Google is one of the greatest inventions ever. Immediate access to unlimited information. Unfortunately it has also rendered the practice of double-blind review of academic manuscripts virtually meaningless.
It may be wrong, or unethical, or whatever, but as soon as I open my inbox and see this...
Dear Prof. Timothy C. Haab,
You are invited to review the above-mentioned manuscript that has been submitted for publication in [redacted to prevent me being labelled an a-hole by the editor].
The manuscript abstract is attached below. If you are willing to review this manuscript, please click on the link below:
[redacted]
If you are NOT able to review this manuscript, please click on the link below. We would appreciate receiving suggestions for alternative reviewers:
[redacted]
...I immediately cut and paste the title of the above-mentioned manuscript into Google and 9 times out of 10 find the author(s).

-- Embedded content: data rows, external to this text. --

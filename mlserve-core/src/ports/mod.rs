// mlserve-core/src/ports/mod.rs

pub mod identity;
pub mod registry;
pub mod serving;

pub use identity::IdentityProvider;
pub use registry::ModelRegistry;
pub use serving::ServingPlatform;
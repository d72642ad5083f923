// mlserve-core/src/infrastructure/adapters/databricks/client.rs

use reqwest::{Client, Method, Response, Url};
use serde::Serialize;
use serde::de::DeserializeOwned;
use std::time::Duration;
use tracing::debug;

use crate::infrastructure::error::InfrastructureError;

/// Error body returned by every Databricks REST API.
#[derive(Debug, Default, serde::Deserialize)]
struct ApiErrorBody {
    #[serde(default)]
    error_code: Option<String>,
    #[serde(default)]
    message: Option<String>,
}

/// Thin authenticated REST client for one workspace.
///
/// Implements the registry, serving and identity ports (see sibling modules).
#[derive(Clone)]
pub struct DatabricksClient {
    http: Client,
    base_url: Url,
    token: String,
}

impl DatabricksClient {
    pub fn new(
        host: &str,
        token: impl Into<String>,
        timeout: Duration,
    ) -> Result<Self, InfrastructureError> {
        let http = Client::builder()
            .timeout(timeout)
            .user_agent(concat!("mlserve/", env!("CARGO_PKG_VERSION")))
            .build()?;
        let base_url = Url::parse(&normalize_host(host)).map_err(|e| {
            InfrastructureError::ConfigError(format!("invalid host '{}': {}", host, e))
        })?;

        Ok(Self {
            http,
            base_url,
            token: token.into(),
        })
    }

    /// Appends `base` then `tail` to the workspace URL, percent-encoding every
    /// segment, so a `/` or `?` inside a name stays inside its segment.
    pub(crate) fn url(&self, base: &[&str], tail: &[&str]) -> Result<Url, InfrastructureError> {
        let mut url = self.base_url.clone();
        url.path_segments_mut()
            .map_err(|_| {
                InfrastructureError::ConfigError(format!(
                    "'{}' cannot be used as a base URL",
                    self.base_url
                ))
            })?
            .pop_if_empty()
            .extend(base)
            .extend(tail);
        Ok(url)
    }

    pub(crate) async fn get<T: DeserializeOwned>(
        &self,
        url: Url,
    ) -> Result<T, InfrastructureError> {
        let response = self.request(Method::GET, url).send().await?;
        decode(response).await
    }

    pub(crate) async fn send_json<B, T>(
        &self,
        method: Method,
        url: Url,
        body: &B,
    ) -> Result<T, InfrastructureError>
    where
        B: Serialize + ?Sized,
        T: DeserializeOwned,
    {
        let response = self.request(method, url).json(body).send().await?;
        decode(response).await
    }

    fn request(&self, method: Method, url: Url) -> reqwest::RequestBuilder {
        debug!(%method, %url, "Databricks request");
        self.http.request(method, url).bearer_auth(&self.token)
    }
}

/// `lego-ssc-dev.cloud.databricks.com` => `https://lego-ssc-dev.cloud.databricks.com`.
pub fn normalize_host(host: &str) -> String {
    let trimmed = host.trim().trim_end_matches('/');
    if trimmed.starts_with("http://") || trimmed.starts_with("https://") {
        trimmed.to_string()
    } else {
        format!("https://{}", trimmed)
    }
}

async fn decode<T: DeserializeOwned>(response: Response) -> Result<T, InfrastructureError> {
    let status = response.status();
    let bytes = response.bytes().await?;

    if !status.is_success() {
        let body: ApiErrorBody = serde_json::from_slice(&bytes).unwrap_or_default();
        let message = body
            .message
            .unwrap_or_else(|| String::from_utf8_lossy(&bytes).trim().to_string());
        return Err(InfrastructureError::Api {
            status: status.as_u16(),
            code: body.error_code,
            message,
        });
    }

    // Some endpoints answer 200 with an empty body.
    let payload: &[u8] = if bytes.iter().all(u8::is_ascii_whitespace) {
        b"null"
    } else {
        &bytes[..]
    };
    serde_json::from_slice(payload).map_err(|e| InfrastructureError::Decode(e.to_string()))
}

I'm pretty sure I'm not alone, and my concern is that the review process now succumbs to significant reviewer bias. Many of the big journals have long uses a single-blind review process, but those journals want reviewer bias. They would much rather publish a new paper by Arrow than have readers left wondering, 'Who the f*** is Tim Haab?'
Lesser journals--you know, as low as top level field journals--often provide young unknown authors access through a double-blind review. Google-bias makes it harder for the underpriveleged fledgling academic (you know, non-ivy league graduate) to crack good journals. I have no evidence to support my claims, just a feeling.
Oh, and I almost never suggest alternative reviewers.
Unless I'm pissed at John, then I suggest him.
Yes, I'm a jerk.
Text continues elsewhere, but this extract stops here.